Wierszyk dla dzieci - Magiczna przyjaźń - z cyklu Krzyś
Co za rybka w stawie pływa przy samym źródełku?
w złote łuski przyodziana, jakby coś mówiła.
Pyszczek ciągle tak otwiera, jak karpik niewielki,
na czubku jej główki, korona zalśniła.
- Hejże rybko złota, skąd się tutaj wzięłaś?
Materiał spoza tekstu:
//! # Objects
//!
//! An [`ObjectManager`] is a session over one triple store. It creates
//! [`Entity`] values: a resource paired with the composed class of its roles
//! and one state slot per behaviour. Method calls on an entity run the
//! dispatch chain of the matching method table.

pub mod factory;
pub mod inject;

use std::{
    any::Any,
    collections::BTreeSet,
    fmt,
    sync::{Arc, Mutex},
};

use oxrdf::{vocab::rdf, NamedNode, Term};

pub use self::{
    factory::ObjectFactory,
    inject::{Collaborators, Injector, Locale, Singleton},
};
use crate::{
    compose::{ComposedClass, Composer, Message},
    model::{LiteralManager, Resource, TypeKey, Value},
    property::{in_transaction, PropertySetRegistry},
    store::TripleStore,
    Error, Result,
};

type Slot = Mutex<Box<dyn Any + Send>>;

struct EntityInner {
    resource: Resource,
    class: Arc<ComposedClass>,
    slots: Vec<Slot>,
    manager: ObjectManager,
}

/// A live object: a resource with a composed class. Cloning is cheap and
/// clones share behaviour state.
#[derive(Clone)]
pub struct Entity {
    inner: Arc<EntityInner>,
}

impl Entity {
    pub(crate) fn new(
        resource: Resource,
        class: Arc<ComposedClass>,
        slots: Vec<Slot>,
        manager: ObjectManager,
    ) -> Self {
        Self {
            inner: Arc::new(EntityInner {
                resource,
                class,
                slots,
                manager,
            }),
        }
    }

    #[must_use]
    pub fn resource(&self) -> &Resource {
        &self.inner.resource
    }

    #[must_use]
    pub fn class(&self) -> &Arc<ComposedClass> {
        &self.inner.class
    }

    /// State of the behaviour at `index` in dispatch order.
    #[must_use]
    pub fn slot(&self, index: usize) -> Option<&Mutex<Box<dyn Any + Send>>> {
        self.inner.slots.get(index)
    }

    #[must_use]
    pub fn manager(&self) -> &ObjectManager {
        &self.inner.manager
    }

    /// Whether the entity implements `concept`.
    #[must_use]
    pub fn is(&self, concept: &str) -> bool {
        self.inner.class.implements(concept)
    }

    /// Concept names, subconcepts first.
    #[must_use]
    pub fn concepts(&self) -> Vec<&str> {
        self.inner
            .class
            .role()
            .concepts()
            .iter()
            .map(|concept| concept.name())
            .collect()
    }

    /// Behaviour names in dispatch order.
    #[must_use]
    pub fn behaviours(&self) -> Vec<&str> {
        self.inner
            .class
            .role()
            .behaviours()
            .iter()
            .map(|behaviour| behaviour.name())
            .collect()
    }

    /// Invokes the first method named `name` accepting `args`.
    ///
    /// # Errors
    ///
    /// [`Error::UnknownMethod`] when no method matches, and whatever the
    /// chain returns.
    pub fn invoke(&self, name: &str, args: &[Value]) -> Result<Value> {
        let method = self
            .inner
            .class
            .resolve(name, args)
            .ok_or_else(|| self.unknown_method(name, args))?;
        Message::dispatch(self, method, args)
    }

    /// The entity seen through one of its concepts.
    ///
    /// # Errors
    ///
    /// [`Error::InvalidArgument`] when the entity does not implement
    /// `concept`.
    pub fn view(&self, concept: &str) -> Result<ConceptView<'_>> {
        if !self.is(concept) {
            return Err(Error::InvalidArgument(format!(
                "{} does not implement `{concept}`",
                self.inner.resource
            )));
        }
        Ok(ConceptView {
            entity: self,
            concept: concept.to_owned(),
            lineage: self.inner.class.role().lineage(concept),
        })
    }

    /// Drops cached property values of this entity's resource.
    pub fn refresh(&self) -> usize {
        self.inner.manager.refresh(&self.inner.resource)
    }

    fn unknown_method(&self, name: &str, args: &[Value]) -> Error {
        Error::UnknownMethod {
            class: self.inner.class.name(),
            method: name.to_owned(),
            arity: args.len(),
        }
    }
}

impl PartialEq for Entity {
    fn eq(&self, other: &Self) -> bool {
        self.inner.resource == other.inner.resource
    }
}

impl fmt::Debug for Entity {
    fn fmt(&self, f: &mut fmt::Formatter<'_>) -> fmt::Result {
        f.debug_struct("Entity")
            .field("resource", &self.inner.resource)
            .field("class", &self.inner.class.name())
            .finish_non_exhaustive()
    }
}

/// Calls restricted to the methods declared by one concept and its
/// supertypes.
pub struct ConceptView<'a> {
    entity: &'a Entity,
    concept: String,
    lineage: BTreeSet<String>,
}

impl ConceptView<'_> {
    #[must_use]
    pub fn concept(&self) -> &str {
        &self.concept
    }

    #[must_use]
    pub fn entity(&self) -> &Entity {
        self.entity
    }

    /// # Errors
    ///
    /// [`Error::UnknownMethod`] when the concept declares no matching method.
    pub fn invoke(&self, name: &str, args: &[Value]) -> Result<Value> {
        let method = self
            .entity
            .class()
            .resolve_in(&self.lineage, name, args)
            .ok_or_else(|| Error::UnknownMethod {
                class: self.concept.clone(),
                method: name.to_owned(),
                arity: args.len(),
            })?;
        Message::dispatch(self.entity, method, args)
    }
}

struct Session {
    composer: Arc<Composer>,
    store: Arc<dyn TripleStore>,
    properties: PropertySetRegistry,
    injector: Arc<dyn Injector>,
    factory: ObjectFactory,
}

/// A session bound to one store.
#[derive(Clone)]
pub struct ObjectManager {
    inner: Arc<Session>,
}

impl ObjectManager {
    /// A session without collaborators.
    #[must_use]
    pub fn new(composer: Arc<Composer>, store: Arc<dyn TripleStore>) -> Self {
        Self::with_injector(composer, store, Arc::new(Collaborators::new()))
    }

    #[must_use]
    pub fn with_injector(
        composer: Arc<Composer>,
        store: Arc<dyn TripleStore>,
        injector: Arc<dyn Injector>,
    ) -> Self {
        let properties = PropertySetRegistry::with_order(
            store.clone(),
            composer.literals().clone(),
            composer.property_settings().clone(),
            composer.order_predicate().clone(),
        );
        Self {
            inner: Arc::new(Session {
                composer,
                store,
                properties,
                injector,
                factory: ObjectFactory,
            }),
        }
    }

    /// A fresh blank node.
    #[must_use]
    pub fn blank(&self) -> Resource {
        Resource::blank()
    }

    #[must_use]
    pub fn composer(&self) -> &Arc<Composer> {
        &self.inner.composer
    }

    #[must_use]
    pub fn store(&self) -> &dyn TripleStore {
        self.inner.store.as_ref()
    }

    #[must_use]
    pub fn properties(&self) -> &PropertySetRegistry {
        &self.inner.properties
    }

    #[must_use]
    pub fn injector(&self) -> &dyn Injector {
        self.inner.injector.as_ref()
    }

    #[must_use]
    pub fn literals(&self) -> &Arc<LiteralManager> {
        self.inner.composer.literals()
    }

    /// Asserts `resource rdf:type key` and returns the resulting entity.
    ///
    /// # Errors
    ///
    /// When `key` is not an IRI, the store fails or composition fails.
    pub fn create(&self, resource: Resource, key: impl Into<TypeKey>) -> Result<Entity> {
        let key = key.into();
        self.assert_type(&resource, &key)?;
        self.find(&resource)
    }

    /// The entity of `resource`, composed from its stored `rdf:type` values.
    ///
    /// # Errors
    ///
    /// Store and composition errors.
    pub fn find(&self, resource: &Resource) -> Result<Entity> {
        let keys = self.stored_types(resource)?;
        self.create_object(resource.clone(), &keys, &[])
    }

    /// Like [`ObjectManager::find`], additionally implementing `concept`.
    ///
    /// # Errors
    ///
    /// [`Error::UnknownConcept`] when `concept` is not registered, store and
    /// composition errors.
    pub fn find_as(&self, resource: &Resource, concept: &str) -> Result<Entity> {
        let keys = self.stored_types(resource)?;
        self.create_object(resource.clone(), &keys, &[concept])
    }

    /// Adds the type `key` to an existing entity and recomposes it.
    ///
    /// The returned entity has fresh behaviour state.
    ///
    /// # Errors
    ///
    /// When `key` is not an IRI, the store fails or composition fails.
    pub fn designate(&self, entity: &Entity, key: impl Into<TypeKey>) -> Result<Entity> {
        let key = key.into();
        self.assert_type(entity.resource(), &key)?;
        self.find(entity.resource())
    }

    /// # Errors
    ///
    /// See [`ObjectFactory::create_object`].
    pub fn create_object(
        &self,
        resource: Resource,
        keys: &[TypeKey],
        concepts: &[&str],
    ) -> Result<Entity> {
        self.inner.factory.create_object(self, resource, keys, concepts)
    }

    /// Runs `op` in one store transaction, joining an active one.
    ///
    /// When `op` fails every cached property value of the session is dropped,
    /// since it may reflect writes that were rolled back.
    ///
    /// # Errors
    ///
    /// The error of `op`, or the store error of begin and commit.
    pub fn transaction<R>(&self, op: impl FnOnce() -> Result<R>) -> Result<R> {
        let result = in_transaction(self.store(), op);
        if result.is_err() {
            tracing::debug!("transaction failed, refreshing property sets");
            self.inner.properties.refresh_all();
        }
        result
    }

    /// Drops cached property values of `resource`; returns how many property
    /// sets were refreshed.
    pub fn refresh(&self, resource: &Resource) -> usize {
        self.inner.properties.refresh(resource)
    }

    /// Forgets every property set of `resource`.
    pub fn release(&self, resource: &Resource) {
        self.inner.properties.release(resource);
    }

    fn assert_type(&self, resource: &Resource, key: &TypeKey) -> Result<()> {
        let class = key.to_named_node().ok_or_else(|| {
            Error::InvalidArgument(format!("type key `{key}` is not an IRI"))
        })?;
        let store = self.store();
        in_transaction(store, || {
            store.add(resource, &rdf::TYPE.into_owned(), &Term::from(class))?;
            Ok(())
        })?;
        self.refresh(resource);
        Ok(())
    }

    fn stored_types(&self, resource: &Resource) -> Result<Vec<TypeKey>> {
        Ok(self
            .store()
            .objects(resource, &rdf::TYPE.into_owned())?
            .into_iter()
            .filter_map(|term| match term {
                Term::NamedNode(node) => Some(TypeKey::from(&node)),
                _ => None,
            })
            .collect())
    }
}

impl fmt::Debug for ObjectManager {
    fn fmt(&self, f: &mut fmt::Formatter<'_>) -> fmt::Result {
        f.debug_struct("ObjectManager").finish_non_exhaustive()
    }
}

/// The `rdf:type` predicate as an owned node.
#[must_use]
pub fn rdf_type() -> NamedNode {
    rdf::TYPE.into_owned()
}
Nie było tu nigdy podobnych do ciebie.
Odpowiedz mi proszą, czemuś przypłynęła?
czy spełniasz marzenia? bo tego, to nie wiem.-
- Jestem rybką z bajek, których w książkach wiele,
wystarczy pomarzyć, a zaraz się stanie.
Jednak wcześniej zostań moim przyjacielem,
takich dzisiaj znaleźć, trudne to zadanie.-
- Jak mam przysiąc przyjaźń, czym na nią zasłużyć?
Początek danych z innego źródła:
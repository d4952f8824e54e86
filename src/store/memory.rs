use std::{
    sync::{Condvar, Mutex, MutexGuard, PoisonError},
    thread::{self, ThreadId},
};

use oxrdf::{Graph, NamedNode, Term, TermRef, Triple, TripleRef};

use super::{StoreError, StoreResult, TripleStore};
use crate::model::Resource;

#[derive(Debug)]
struct Working {
    owner: ThreadId,
    graph: Graph,
}

#[derive(Debug, Default)]
struct State {
    committed: Graph,
    working: Option<Working>,
}

impl State {
    fn owned(&self) -> bool {
        self.working
            .as_ref()
            .is_some_and(|working| working.owner == thread::current().id())
    }

    /// A transaction of another thread is active.
    fn foreign(&self) -> bool {
        self.working.is_some() && !self.owned()
    }

    fn view(&self) -> &Graph {
        match &self.working {
            Some(working) if working.owner == thread::current().id() => &working.graph,
            _ => &self.committed,
        }
    }

    fn view_mut(&mut self) -> &mut Graph {
        match &mut self.working {
            Some(working) if working.owner == thread::current().id() => &mut working.graph,
            _ => &mut self.committed,
        }
    }

    fn start(&mut self) {
        self.working = Some(Working {
            owner: thread::current().id(),
            graph: self.committed.clone(),
        });
        tracing::trace!("transaction started");
    }

    /// Takes the working graph of the calling thread's transaction.
    fn take_working(&mut self) -> StoreResult<Graph> {
        if !self.owned() {
            return Err(StoreError::new("no active transaction on this thread"));
        }
        Ok(self
            .working
            .take()
            .map(|working| working.graph)
            .unwrap_or_default())
    }
}

/// In-memory store over an [`oxrdf::Graph`].
///
/// A transaction works on a copy of the committed graph that replaces it on
/// commit. Transactions belong to the thread that began them: other threads
/// read the committed graph, and their writes and `begin` calls wait until the
/// transaction ends.
#[derive(Debug, Default)]
pub struct MemoryStore {
    state: Mutex<State>,
    idle: Condvar,
}

impl MemoryStore {
    #[must_use]
    pub fn new() -> Self {
        Self::default()
    }

    /// A store holding `triples`, committed.
    pub fn from_triples(triples: impl IntoIterator<Item = Triple>) -> Self {
        let mut committed = Graph::new();
        for triple in triples {
            committed.insert(&triple);
        }
        Self {
            state: Mutex::new(State {
                committed,
                working: None,
            }),
            idle: Condvar::new(),
        }
    }

    fn lock(&self) -> MutexGuard<'_, State> {
        self.state.lock().unwrap_or_else(PoisonError::into_inner)
    }

    /// Locks the state once no other thread has a transaction.
    fn lock_exclusive(&self) -> MutexGuard<'_, State> {
        self.idle
            .wait_while(self.lock(), |state| state.foreign())
            .unwrap_or_else(PoisonError::into_inner)
    }

    /// Number of statements visible to the current transaction.
    #[must_use]
    pub fn len(&self) -> usize {
        self.lock().view().len()
    }

    #[must_use]
    pub fn is_empty(&self) -> bool {
        self.len() == 0
    }

    /// Snapshot of the visible statements.
    #[must_use]
    pub fn triples(&self) -> Vec<Triple> {
        self.lock()
            .view()
            .iter()
            .map(|triple| triple.into_owned())
            .collect()
    }
}

/// Evaluates `$body` with `$subject` bound to the node reference of a
/// [`Resource`].
macro_rules! with_subject {
    ($resource:expr, |$subject:ident| $body:expr) => {
        match $resource {
            Resource::Named(node) => {
                let $subject = node.as_ref();
                $body
            }
            Resource::Blank(node) => {
                let $subject = node.as_ref();
                $body
            }
        }
    };
}

impl TripleStore for MemoryStore {
    fn objects(&self, subject: &Resource, predicate: &NamedNode) -> StoreResult<Vec<Term>> {
        let state = self.lock();
        let graph = state.view();
        Ok(with_subject!(subject, |subject| graph
            .objects_for_subject_predicate(subject, predicate)
            .map(TermRef::into_owned)
            .collect()))
    }

    fn contains(
        &self,
        subject: &Resource,
        predicate: &NamedNode,
        object: &Term,
    ) -> StoreResult<bool> {
        let state = self.lock();
        let graph = state.view();
        Ok(with_subject!(subject, |subject| graph
            .contains(TripleRef::new(subject, predicate, object))))
    }

    fn add(&self, subject: &Resource, predicate: &NamedNode, object: &Term) -> StoreResult<bool> {
        let mut state = self.lock_exclusive();
        let graph = state.view_mut();
        Ok(with_subject!(subject, |subject| graph
            .insert(TripleRef::new(subject, predicate, object))))
    }

    fn remove(
        &self,
        subject: &Resource,
        predicate: &NamedNode,
        object: &Term,
    ) -> StoreResult<bool> {
        let mut state = self.lock_exclusive();
        let graph = state.view_mut();
        Ok(with_subject!(subject, |subject| graph
            .remove(TripleRef::new(subject, predicate, object))))
    }

    fn begin(&self) -> StoreResult<()> {
        let mut state = self.lock_exclusive();
        if state.owned() {
            return Err(StoreError::new("a transaction is already active"));
        }
        state.start();
        Ok(())
    }

    fn begin_or_join(&self) -> StoreResult<bool> {
        let mut state = self.lock_exclusive();
        if state.owned() {
            return Ok(false);
        }
        state.start();
        Ok(true)
    }

    fn commit(&self) -> StoreResult<()> {
        let mut state = self.lock();
        let working = state.take_working()?;
        state.committed = working;
        drop(state);
        self.idle.notify_all();
        tracing::trace!("transaction committed");
        Ok(())
    }

    fn rollback(&self) -> StoreResult<()> {
        let mut state = self.lock();
        state.take_working()?;
        drop(state);
        self.idle.notify_all();
        tracing::trace!("transaction rolled back");
        Ok(())
    }

    fn is_active(&self) -> bool {
        self.lock().owned()
    }
}

#[cfg(test)]
mod tests {
    use oxrdf::{BlankNode, Literal, NamedNode, Term, Triple};

    use super::MemoryStore;
    use crate::{model::Resource, store::TripleStore};

    #[test]
    fn reads_objects_of_named_and_blank_subjects() {
        let predicate = NamedNode::new("urn:test:p").expect("iri");
        let blank = BlankNode::default();
        let store = MemoryStore::from_triples([Triple::new(
            blank.clone(),
            predicate.clone(),
            Literal::new_simple_literal("x"),
        )]);

        let objects = store
            .objects(&Resource::Blank(blank), &predicate)
            .expect("objects");
        assert_eq!(objects, vec![Term::from(Literal::new_simple_literal("x"))]);
        assert!(store
            .objects(&Resource::iri("urn:test:other").expect("iri"), &predicate)
            .expect("objects")
            .is_empty());
    }

    #[test]
    fn commit_publishes_the_working_copy() {
        let store = MemoryStore::new();
        let subject = Resource::iri("urn:test:s").expect("iri");
        let predicate = NamedNode::new("urn:test:p").expect("iri");
        let object: Term = NamedNode::new("urn:test:o").expect("iri").into();

        store.begin().expect("begin");
        assert!(store.begin().is_err());
        assert!(store.add(&subject, &predicate, &object).expect("add"));
        assert!(!store.add(&subject, &predicate, &object).expect("add again"));
        store.commit().expect("commit");

        assert_eq!(store.len(), 1);
        assert!(store.commit().is_err());
        assert!(store.remove(&subject, &predicate, &object).expect("remove"));
        assert!(store.is_empty());
    }

    #[test]
    fn transactions_belong_to_their_thread() {
        let store = MemoryStore::new();
        let subject = Resource::iri("urn:test:s").expect("iri");
        let predicate = NamedNode::new("urn:test:p").expect("iri");
        let mine: Term = Literal::new_simple_literal("a").into();
        let theirs: Term = Literal::new_simple_literal("b").into();

        assert!(store.begin_or_join().expect("begin"));
        assert!(!store.begin_or_join().expect("join"));
        store.add(&subject, &predicate, &mine).expect("add");

        std::thread::scope(|scope| {
            let reader = scope.spawn(|| {
                (
                    store.is_active(),
                    store.contains(&subject, &predicate, &mine).expect("contains"),
                )
            });
            assert_eq!(reader.join().expect("reader"), (false, false));

            // waits for the rollback below, then writes to the committed graph
            let writer = scope.spawn(|| store.add(&subject, &predicate, &theirs).expect("add"));
            store.rollback().expect("rollback");
            assert!(writer.join().expect("writer"));
        });

        assert!(!store.is_active());
        assert_eq!(
            store.objects(&subject, &predicate).expect("objects"),
            vec![theirs]
        );
    }
}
Chcę się tobie zwierzać i w twoje mieć wsparcie.-
- W tej kwestii nie trzeba zanadto się trudzić.
Wystarczy lojalność bez zbędnych zatarczek.-
Przyjaźń znalazł w wodzie Krzysiu sześcioletni.
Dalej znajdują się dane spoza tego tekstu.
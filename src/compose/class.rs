//! Composite roles and the classes composed from them.

use std::{
    collections::{BTreeMap, BTreeSet},
    fmt::{self, Write as _},
    sync::Arc,
};

use super::{
    behaviour::Behaviour,
    concept::{Concept, ErasedSignature, Signature},
    message::Handler,
};
use crate::{mapper::Role, model::{Value, ValueKind}};

/// Identity of a composite role: mapper generation plus its sorted roles.
#[derive(Clone, Debug, PartialEq, Eq, Hash, PartialOrd, Ord)]
pub struct CompositeKey {
    pub generation: u64,
    pub roles: Vec<Role>,
}

impl fmt::Display for CompositeKey {
    fn fmt(&self, f: &mut fmt::Formatter<'_>) -> fmt::Result {
        let names: Vec<&str> = self
            .roles
            .iter()
            .filter(|role| matches!(role, Role::Concept(_)))
            .map(Role::name)
            .collect();
        write!(f, "{}", names.join("+"))
    }
}

/// Resolved roles of an object: concepts ordered subconcepts first,
/// behaviours in dispatch order.
#[derive(Debug)]
pub struct CompositeRole {
    key: CompositeKey,
    concepts: Vec<Arc<Concept>>,
    behaviours: Vec<Arc<Behaviour>>,
}

impl CompositeRole {
    pub(crate) fn new(
        key: CompositeKey,
        concepts: Vec<Arc<Concept>>,
        behaviours: Vec<Arc<Behaviour>>,
    ) -> Self {
        Self {
            key,
            concepts,
            behaviours,
        }
    }

    #[must_use]
    pub fn key(&self) -> &CompositeKey {
        &self.key
    }

    #[must_use]
    pub fn concepts(&self) -> &[Arc<Concept>] {
        &self.concepts
    }

    #[must_use]
    pub fn behaviours(&self) -> &[Arc<Behaviour>] {
        &self.behaviours
    }

    #[must_use]
    pub fn concept(&self, name: &str) -> Option<&Arc<Concept>> {
        self.concepts.iter().find(|concept| concept.name() == name)
    }

    /// `concept` and its supertypes within this composite.
    #[must_use]
    pub fn lineage(&self, concept: &str) -> BTreeSet<String> {
        let mut lineage = BTreeSet::new();
        let mut pending = vec![concept.to_owned()];
        while let Some(name) = pending.pop() {
            if let Some(concept) = self.concept(&name) {
                pending.extend(
                    concept
                        .supertypes()
                        .iter()
                        .filter(|supertype| !lineage.contains(*supertype))
                        .cloned(),
                );
            }
            lineage.insert(name);
        }
        lineage
    }
}

/// Where a chain link comes from.
#[derive(Clone, Copy, Debug, PartialEq, Eq)]
pub enum EntryKind {
    SubMessage,
    Implementation,
    /// Property accessor or concept default.
    Base,
}

#[derive(Clone)]
pub struct ChainEntry {
    handler: Handler,
    slot: Option<usize>,
    origin: String,
    kind: EntryKind,
}

impl ChainEntry {
    /// A link owned by the behaviour in state slot `slot`.
    #[must_use]
    pub fn behaviour(handler: Handler, slot: usize, origin: impl Into<String>, kind: EntryKind) -> Self {
        Self {
            handler,
            slot: Some(slot),
            origin: origin.into(),
            kind,
        }
    }

    /// A stateless base link.
    #[must_use]
    pub fn base(handler: Handler, origin: impl Into<String>) -> Self {
        Self {
            handler,
            slot: None,
            origin: origin.into(),
            kind: EntryKind::Base,
        }
    }

    #[must_use]
    pub fn handler(&self) -> &Handler {
        &self.handler
    }

    #[must_use]
    pub fn slot(&self) -> Option<usize> {
        self.slot
    }

    #[must_use]
    pub fn origin(&self) -> &str {
        &self.origin
    }

    #[must_use]
    pub fn kind(&self) -> EntryKind {
        self.kind
    }
}

impl fmt::Debug for ChainEntry {
    fn fmt(&self, f: &mut fmt::Formatter<'_>) -> fmt::Result {
        f.debug_struct("ChainEntry")
            .field("origin", &self.origin)
            .field("kind", &self.kind)
            .field("slot", &self.slot)
            .finish_non_exhaustive()
    }
}

/// Dispatch table of one erased signature.
#[derive(Debug)]
pub struct MethodTable {
    signature: Signature,
    declared_by: Vec<(String, Signature)>,
    bridges: Vec<ValueKind>,
    entries: Vec<ChainEntry>,
}

impl MethodTable {
    pub(crate) fn new(
        signature: Signature,
        declared_by: Vec<(String, Signature)>,
        entries: Vec<ChainEntry>,
    ) -> Self {
        let bridges = declared_by
            .iter()
            .map(|(_, declared)| declared.return_kind().clone())
            .filter(|kind| kind != signature.return_kind())
            .collect::<BTreeSet<_>>()
            .into_iter()
            .collect();
        Self {
            signature,
            declared_by,
            bridges,
            entries,
        }
    }

    /// Signature with the most specific return kind.
    #[must_use]
    pub fn signature(&self) -> &Signature {
        &self.signature
    }

    /// Declaring concepts, most specific first.
    #[must_use]
    pub fn declared_by(&self) -> &[(String, Signature)] {
        &self.declared_by
    }

    /// Less specific return kinds served by this table.
    #[must_use]
    pub fn bridges(&self) -> &[ValueKind] {
        &self.bridges
    }

    #[must_use]
    pub fn entries(&self) -> &[ChainEntry] {
        &self.entries
    }

    fn declared_in(&self, lineage: &BTreeSet<String>) -> bool {
        self.declared_by
            .iter()
            .any(|(concept, _)| lineage.contains(concept))
    }
}

/// Executable class of a composite role.
#[derive(Debug)]
pub struct ComposedClass {
    role: Arc<CompositeRole>,
    methods: Vec<Arc<MethodTable>>,
    by_signature: BTreeMap<ErasedSignature, usize>,
}

impl ComposedClass {
    pub(crate) fn new(role: Arc<CompositeRole>, methods: Vec<MethodTable>) -> Self {
        let by_signature = methods
            .iter()
            .enumerate()
            .map(|(index, table)| (table.signature().erased(), index))
            .collect();
        Self {
            role,
            methods: methods.into_iter().map(Arc::new).collect(),
            by_signature,
        }
    }

    #[must_use]
    pub fn name(&self) -> String {
        self.role.key().to_string()
    }

    #[must_use]
    pub fn role(&self) -> &Arc<CompositeRole> {
        &self.role
    }

    /// Whether instances implement `concept`.
    #[must_use]
    pub fn implements(&self, concept: &str) -> bool {
        self.role.concept(concept).is_some()
    }

    #[must_use]
    pub fn methods(&self) -> &[Arc<MethodTable>] {
        &self.methods
    }

    #[must_use]
    pub fn method(&self, signature: &ErasedSignature) -> Option<&Arc<MethodTable>> {
        self.by_signature
            .get(signature)
            .map(|index| &self.methods[*index])
    }

    /// First table named `name` whose parameters accept `args`.
    #[must_use]
    pub fn resolve(&self, name: &str, args: &[Value]) -> Option<&Arc<MethodTable>> {
        self.methods
            .iter()
            .find(|table| table.signature().name() == name && table.signature().accepts(args))
    }

    /// Like [`ComposedClass::resolve`], restricted to methods declared by a
    /// concept of `lineage`.
    #[must_use]
    pub fn resolve_in(
        &self,
        lineage: &BTreeSet<String>,
        name: &str,
        args: &[Value],
    ) -> Option<&Arc<MethodTable>> {
        self.methods.iter().find(|table| {
            table.signature().name() == name
                && table.declared_in(lineage)
                && table.signature().accepts(args)
        })
    }

    /// Human readable layout of the dispatch tables.
    #[must_use]
    pub fn describe(&self) -> String {
        let mut out = String::new();
        let _ = writeln!(out, "class {}", self.name());
        for behaviour in self.role.behaviours() {
            let _ = writeln!(out, "  behaviour {}", behaviour.name());
        }
        for table in &self.methods {
            let _ = write!(out, "  {}", table.signature());
            for bridge in table.bridges() {
                let _ = write!(out, " [bridge {bridge}]");
            }
            let _ = writeln!(out);
            for entry in table.entries() {
                let _ = writeln!(out, "    {:?} {}", entry.kind(), entry.origin());
            }
        }
        out
    }
}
Nad staw wpadał często, z przyjaciółką gadał,
Mówi, jak tam w szkole, jakie zna literki,
co mu trudno pojąć, rybka podpowiada.
Tak się rozwinęła przyjaźń bardzo wielka,
zaprosił do domu, dał rybce pokoik.
Wodą słój napełnił, teraz tam już mieszka,
rybce nadał imię - złocisty welonik.